Stored data entries:
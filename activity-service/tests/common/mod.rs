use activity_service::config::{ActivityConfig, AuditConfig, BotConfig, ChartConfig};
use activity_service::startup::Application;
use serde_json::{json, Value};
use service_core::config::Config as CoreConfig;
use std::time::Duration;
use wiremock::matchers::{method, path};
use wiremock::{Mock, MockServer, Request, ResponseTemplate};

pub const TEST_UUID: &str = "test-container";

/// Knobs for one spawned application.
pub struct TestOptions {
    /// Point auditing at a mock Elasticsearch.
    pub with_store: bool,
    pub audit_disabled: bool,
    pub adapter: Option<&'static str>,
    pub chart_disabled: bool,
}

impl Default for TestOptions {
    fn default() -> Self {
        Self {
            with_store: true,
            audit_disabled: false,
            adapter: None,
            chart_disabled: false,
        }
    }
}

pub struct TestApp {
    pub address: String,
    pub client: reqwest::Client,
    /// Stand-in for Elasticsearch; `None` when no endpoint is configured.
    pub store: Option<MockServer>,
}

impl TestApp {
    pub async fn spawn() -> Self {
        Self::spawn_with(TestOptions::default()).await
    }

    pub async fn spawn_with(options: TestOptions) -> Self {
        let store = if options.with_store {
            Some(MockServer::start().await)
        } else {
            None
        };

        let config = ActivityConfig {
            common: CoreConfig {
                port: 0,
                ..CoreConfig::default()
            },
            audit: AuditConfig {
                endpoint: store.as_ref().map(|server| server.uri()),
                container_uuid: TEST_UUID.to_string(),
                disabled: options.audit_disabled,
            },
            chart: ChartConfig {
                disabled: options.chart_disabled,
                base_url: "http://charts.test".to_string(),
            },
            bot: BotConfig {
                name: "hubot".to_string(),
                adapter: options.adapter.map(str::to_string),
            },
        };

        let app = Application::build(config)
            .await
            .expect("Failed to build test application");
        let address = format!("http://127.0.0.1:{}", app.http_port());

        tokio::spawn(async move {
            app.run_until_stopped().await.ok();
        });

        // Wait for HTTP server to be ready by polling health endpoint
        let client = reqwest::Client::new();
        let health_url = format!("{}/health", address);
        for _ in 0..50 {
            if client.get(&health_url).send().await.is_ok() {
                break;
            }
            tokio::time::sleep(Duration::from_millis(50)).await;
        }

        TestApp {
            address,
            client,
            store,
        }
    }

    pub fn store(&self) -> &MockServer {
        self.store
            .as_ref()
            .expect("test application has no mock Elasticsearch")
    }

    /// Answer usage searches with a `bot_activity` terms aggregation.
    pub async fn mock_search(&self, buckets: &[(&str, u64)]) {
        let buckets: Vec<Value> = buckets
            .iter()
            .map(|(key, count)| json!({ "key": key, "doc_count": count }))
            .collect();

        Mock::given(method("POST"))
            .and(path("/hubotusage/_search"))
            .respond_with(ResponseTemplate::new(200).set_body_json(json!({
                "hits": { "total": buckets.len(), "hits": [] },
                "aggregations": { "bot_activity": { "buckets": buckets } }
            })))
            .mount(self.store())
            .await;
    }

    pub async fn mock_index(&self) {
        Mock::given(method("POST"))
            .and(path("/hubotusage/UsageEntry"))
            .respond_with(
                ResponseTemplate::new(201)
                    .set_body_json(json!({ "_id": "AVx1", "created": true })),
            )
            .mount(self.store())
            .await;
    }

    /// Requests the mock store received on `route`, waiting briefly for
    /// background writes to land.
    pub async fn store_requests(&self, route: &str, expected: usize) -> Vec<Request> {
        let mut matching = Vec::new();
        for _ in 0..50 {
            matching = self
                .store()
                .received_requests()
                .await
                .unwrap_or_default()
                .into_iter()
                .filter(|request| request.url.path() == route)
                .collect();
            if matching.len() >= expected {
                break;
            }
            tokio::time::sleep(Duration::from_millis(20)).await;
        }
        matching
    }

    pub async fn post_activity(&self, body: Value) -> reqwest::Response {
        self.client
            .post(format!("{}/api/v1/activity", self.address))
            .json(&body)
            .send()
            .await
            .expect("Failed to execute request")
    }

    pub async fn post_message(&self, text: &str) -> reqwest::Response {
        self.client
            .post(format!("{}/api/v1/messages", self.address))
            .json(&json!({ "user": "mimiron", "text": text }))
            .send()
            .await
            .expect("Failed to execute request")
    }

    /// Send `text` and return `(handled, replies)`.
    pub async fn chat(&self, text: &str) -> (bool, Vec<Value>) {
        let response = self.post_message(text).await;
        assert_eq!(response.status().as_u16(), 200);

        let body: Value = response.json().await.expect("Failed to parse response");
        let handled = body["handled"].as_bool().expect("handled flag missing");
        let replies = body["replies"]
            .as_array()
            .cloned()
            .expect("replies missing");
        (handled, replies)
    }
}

==

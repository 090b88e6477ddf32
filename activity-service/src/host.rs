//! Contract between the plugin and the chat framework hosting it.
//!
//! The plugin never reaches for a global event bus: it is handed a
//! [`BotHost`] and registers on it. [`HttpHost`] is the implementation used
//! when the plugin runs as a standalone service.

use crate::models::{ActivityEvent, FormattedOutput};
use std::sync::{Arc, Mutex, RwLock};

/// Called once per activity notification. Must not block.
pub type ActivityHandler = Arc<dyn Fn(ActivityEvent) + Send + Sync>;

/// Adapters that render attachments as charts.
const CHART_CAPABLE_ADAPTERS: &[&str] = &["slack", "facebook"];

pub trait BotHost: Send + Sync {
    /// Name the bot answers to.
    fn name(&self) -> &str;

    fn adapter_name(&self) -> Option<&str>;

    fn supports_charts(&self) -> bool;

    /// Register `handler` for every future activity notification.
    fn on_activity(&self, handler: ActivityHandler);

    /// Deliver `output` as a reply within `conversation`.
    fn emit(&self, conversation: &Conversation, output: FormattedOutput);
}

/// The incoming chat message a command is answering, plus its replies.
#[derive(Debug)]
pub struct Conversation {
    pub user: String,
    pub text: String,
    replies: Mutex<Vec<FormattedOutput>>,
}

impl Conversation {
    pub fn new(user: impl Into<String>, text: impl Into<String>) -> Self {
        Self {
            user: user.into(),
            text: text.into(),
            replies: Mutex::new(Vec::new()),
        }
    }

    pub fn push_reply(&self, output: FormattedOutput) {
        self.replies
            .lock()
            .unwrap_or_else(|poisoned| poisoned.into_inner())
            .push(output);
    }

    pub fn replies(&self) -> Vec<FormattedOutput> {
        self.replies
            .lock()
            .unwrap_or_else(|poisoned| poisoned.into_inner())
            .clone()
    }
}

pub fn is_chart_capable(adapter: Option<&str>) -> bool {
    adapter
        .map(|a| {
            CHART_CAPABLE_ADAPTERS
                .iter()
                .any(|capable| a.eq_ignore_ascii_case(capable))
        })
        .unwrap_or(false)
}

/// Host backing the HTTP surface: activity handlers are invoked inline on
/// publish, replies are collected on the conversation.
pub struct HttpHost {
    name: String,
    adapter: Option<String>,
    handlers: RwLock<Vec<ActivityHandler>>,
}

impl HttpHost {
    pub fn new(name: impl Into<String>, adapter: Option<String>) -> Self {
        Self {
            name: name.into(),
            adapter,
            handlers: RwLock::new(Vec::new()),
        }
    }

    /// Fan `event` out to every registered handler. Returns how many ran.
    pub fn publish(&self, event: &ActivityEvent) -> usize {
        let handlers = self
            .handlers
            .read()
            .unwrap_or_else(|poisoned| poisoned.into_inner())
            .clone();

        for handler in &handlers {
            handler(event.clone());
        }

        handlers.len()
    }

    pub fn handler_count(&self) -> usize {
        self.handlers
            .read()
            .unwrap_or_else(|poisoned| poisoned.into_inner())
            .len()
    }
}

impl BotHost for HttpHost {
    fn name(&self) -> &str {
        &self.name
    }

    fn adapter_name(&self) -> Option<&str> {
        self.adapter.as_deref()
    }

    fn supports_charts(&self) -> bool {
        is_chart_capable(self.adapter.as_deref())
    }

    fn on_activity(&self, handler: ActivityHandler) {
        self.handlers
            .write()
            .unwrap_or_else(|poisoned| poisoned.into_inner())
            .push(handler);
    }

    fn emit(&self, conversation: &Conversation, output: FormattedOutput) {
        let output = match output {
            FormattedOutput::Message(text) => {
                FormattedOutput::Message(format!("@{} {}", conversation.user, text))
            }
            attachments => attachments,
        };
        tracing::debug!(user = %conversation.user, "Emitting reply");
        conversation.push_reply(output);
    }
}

Activity:
Among the records above, find each line holding the string "filename" and pull it out.

Exercise solution:
filename activity-service/tests/common/mod.rs
filename activity-service/src/host.rs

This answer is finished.